### Directions
Your task is to transcribe the data in full.

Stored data
'''

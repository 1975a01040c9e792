use std::path::PathBuf;

use thiserror::Error;

/// Errors from loading sales records.
///
/// File-access problems are recoverable: the caller reports them and carries
/// on with no data. Problems with the shape of the data are fatal.
#[derive(Error, Debug)]
pub enum LoadError {
    #[error("Error: file {} not found.", .path.display())]
    NotFound { path: PathBuf },

    #[error("Error reading file {}: {cause}", .path.display())]
    Unreadable { path: PathBuf, cause: csv::Error },

    #[error("{}: missing required column {field:?} (expected one of: {})", .path.display(), .expected.join(", "))]
    MissingColumn {
        path: PathBuf,
        field: &'static str,
        expected: &'static [&'static str],
    },

    #[error("{}: invalid record at line {line}", .path.display())]
    InvalidRecord {
        path: PathBuf,
        line: u64,
        #[source]
        source: csv::Error,
    },
}

impl LoadError {
    /// Reports whether this error should degrade to an empty data set rather
    /// than end the run.
    #[must_use]
    pub fn is_recoverable(&self) -> bool {
        matches!(self, Self::NotFound { .. } | Self::Unreadable { .. })
    }
}

/// Errors from building a report.
#[derive(Error, Debug, PartialEq, Eq)]
pub enum ReportError {
    #[error("no sales records to report on")]
    EmptyInput,

    #[error("totals exceed the largest representable amount")]
    Overflow,
}
use anyhow::Result;
use csv::{ReaderBuilder, StringRecord, Trim};
use tracing::{debug, info};

use std::{
    fs::File,
    io::{self, Write},
    path::Path,
};

use crate::{
    error::LoadError,
    record::{SalesRecord, REQUIRED_COLUMNS},
};

/// Reads sales records from the CSV file at `path`.
///
/// The first row must be a header naming the columns described by
/// [`SalesRecord`]. A file with no header row at all yields no records.
///
/// # Errors
///
/// * [`LoadError::NotFound`] if there is no file at `path`
/// * [`LoadError::Unreadable`] if the file can't be opened or read, isn't
///   valid UTF-8, or has rows of inconsistent length
/// * [`LoadError::MissingColumn`] if the header lacks a required column
/// * [`LoadError::InvalidRecord`] if a quantity or revenue field isn't a
///   number
pub fn load_records(path: impl AsRef<Path>) -> Result<Vec<SalesRecord>, LoadError> {
    let path = path.as_ref();
    let file = File::open(path).map_err(|e| match e.kind() {
        io::ErrorKind::NotFound => LoadError::NotFound {
            path: path.to_path_buf(),
        },
        _ => LoadError::Unreadable {
            path: path.to_path_buf(),
            cause: e.into(),
        },
    })?;
    let mut rdr = ReaderBuilder::new().trim(Trim::All).from_reader(file);
    let headers = rdr.headers().map_err(|e| classify(path, e))?.clone();
    if headers.is_empty() {
        debug!(path = %path.display(), "no header row, treating as empty");
        return Ok(Vec::new());
    }
    check_headers(path, &headers)?;
    let mut records = Vec::new();
    for result in rdr.deserialize() {
        let record: SalesRecord = result.map_err(|e| classify(path, e))?;
        records.push(record);
    }
    info!(path = %path.display(), records = records.len(), "loaded sales records");
    Ok(records)
}

/// Loads records as [`load_records`] does, but reports file-access problems
/// to `err` and returns no records instead of failing.
///
/// # Errors
///
/// Returns fatal [`LoadError`]s (missing columns, non-numeric fields), and
/// any error writing to `err`.
pub fn load_or_report(path: impl AsRef<Path>, err: &mut impl Write) -> Result<Vec<SalesRecord>> {
    match load_records(path) {
        Ok(records) => Ok(records),
        Err(e) if e.is_recoverable() => {
            debug!(error = ?e, "recovering from load failure");
            writeln!(err, "{e}")?;
            Ok(Vec::new())
        }
        Err(e) => Err(e.into()),
    }
}

fn check_headers(path: &Path, headers: &StringRecord) -> Result<(), LoadError> {
    for column in &REQUIRED_COLUMNS {
        if !headers.iter().any(|h| column.headers.contains(&h)) {
            return Err(LoadError::MissingColumn {
                path: path.to_path_buf(),
                field: column.field,
                expected: column.headers,
            });
        }
    }
    Ok(())
}

fn classify(path: &Path, err: csv::Error) -> LoadError {
    if let csv::ErrorKind::Deserialize { .. } = err.kind() {
        LoadError::InvalidRecord {
            path: path.to_path_buf(),
            line: err.position().map_or(0, csv::Position::line),
            source: err,
        }
    } else {
        LoadError::Unreadable {
            path: path.to_path_buf(),
            cause: err,
        }
    }
}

'''

### Solution to this task
repository 1975a01040c9e792
use std::path::PathBuf;

use thiserror::Error;

/// Errors from loading sales records.
///
/// File-access problems are recoverable: the caller reports them and carries
/// on with no data. Problems with the shape of the data are fatal.
#[derive(Error, Debug)]
pub enum LoadError {
    #[error("Error: file {} not found.", .path.display())]
    NotFound { path: PathBuf },

    #[error("Error reading file {}: {cause}", .path.display())]
    Unreadable { path: PathBuf, cause: csv::Error },

    #[error("{}: missing required column {field:?} (expected one of: {})", .path.display(), .expected.join(", "))]
    MissingColumn {
        path: PathBuf,
        field: &'static str,
        expected: &'static [&'static str],
    },

    #[error("{}: invalid record at line {line}", .path.display())]
    InvalidRecord {
        path: PathBuf,
        line: u64,
        #[source]
        source: csv::Error,
    },
}

impl LoadError {
    /// Reports whether this error should degrade to an empty data set rather
    /// than end the run.
    #[must_use]
    pub fn is_recoverable(&self) -> bool {
        matches!(self, Self::NotFound { .. } | Self::Unreadable { .. })
    }
}

/// Errors from building a report.
#[derive(Error, Debug, PartialEq, Eq)]
pub enum ReportError {
    #[error("no sales records to report on")]
    EmptyInput,

    #[error("totals exceed the largest representable amount")]
    Overflow,
}
use anyhow::Result;
use csv::{ReaderBuilder, StringRecord, Trim};
use tracing::{debug, info};

use std::{
    fs::File,
    io::{self, Write},
    path::Path,
};

use crate::{
    error::LoadError,
    record::{SalesRecord, REQUIRED_COLUMNS},
};

/// Reads sales records from the CSV file at `path`.
///
/// The first row must be a header naming the columns described by
/// [`SalesRecord`]. A file with no header row at all yields no records.
///
/// # Errors
///
/// * [`LoadError::NotFound`] if there is no file at `path`
/// * [`LoadError::Unreadable`] if the file can't be opened or read, isn't
///   valid UTF-8, or has rows of inconsistent length
/// * [`LoadError::MissingColumn`] if the header lacks a required column
/// * [`LoadError::InvalidRecord`] if a quantity or revenue field isn't a
///   number
pub fn load_records(path: impl AsRef<Path>) -> Result<Vec<SalesRecord>, LoadError> {
    let path = path.as_ref();
    let file = File::open(path).map_err(|e| match e.kind() {
        io::ErrorKind::NotFound => LoadError::NotFound {
            path: path.to_path_buf(),
        },
        _ => LoadError::Unreadable {
            path: path.to_path_buf(),
            cause: e.into(),
        },
    })?;
    let mut rdr = ReaderBuilder::new().trim(Trim::All).from_reader(file);
    let headers = rdr.headers().map_err(|e| classify(path, e))?.clone();
    if headers.is_empty() {
        debug!(path = %path.display(), "no header row, treating as empty");
        return Ok(Vec::new());
    }
    check_headers(path, &headers)?;
    let mut records = Vec::new();
    for result in rdr.deserialize() {
        let record: SalesRecord = result.map_err(|e| classify(path, e))?;
        records.push(record);
    }
    info!(path = %path.display(), records = records.len(), "loaded sales records");
    Ok(records)
}

/// Loads records as [`load_records`] does, but reports file-access problems
/// to `err` and returns no records instead of failing.
///
/// # Errors
///
/// Returns fatal [`LoadError`]s (missing columns, non-numeric fields), and
/// any error writing to `err`.
pub fn load_or_report(path: impl AsRef<Path>, err: &mut impl Write) -> Result<Vec<SalesRecord>> {
    match load_records(path) {
        Ok(records) => Ok(records),
        Err(e) if e.is_recoverable() => {
            debug!(error = ?e, "recovering from load failure");
            writeln!(err, "{e}")?;
            Ok(Vec::new())
        }
        Err(e) => Err(e.into()),
    }
}

fn check_headers(path: &Path, headers: &StringRecord) -> Result<(), LoadError> {
    for column in &REQUIRED_COLUMNS {
        if !headers.iter().any(|h| column.headers.contains(&h)) {
            return Err(LoadError::MissingColumn {
                path: path.to_path_buf(),
                field: column.field,
                expected: column.headers,
            });
        }
    }
    Ok(())
}

fn classify(path: &Path, err: csv::Error) -> LoadError {
    if let csv::ErrorKind::Deserialize { .. } = err.kind() {
        LoadError::InvalidRecord {
            path: path.to_path_buf(),
            line: err.position().map_or(0, csv::Position::line),
            source: err,
        }
    } else {
        LoadError::Unreadable {
            path: path.to_path_buf(),
            cause: err,
        }
    }
}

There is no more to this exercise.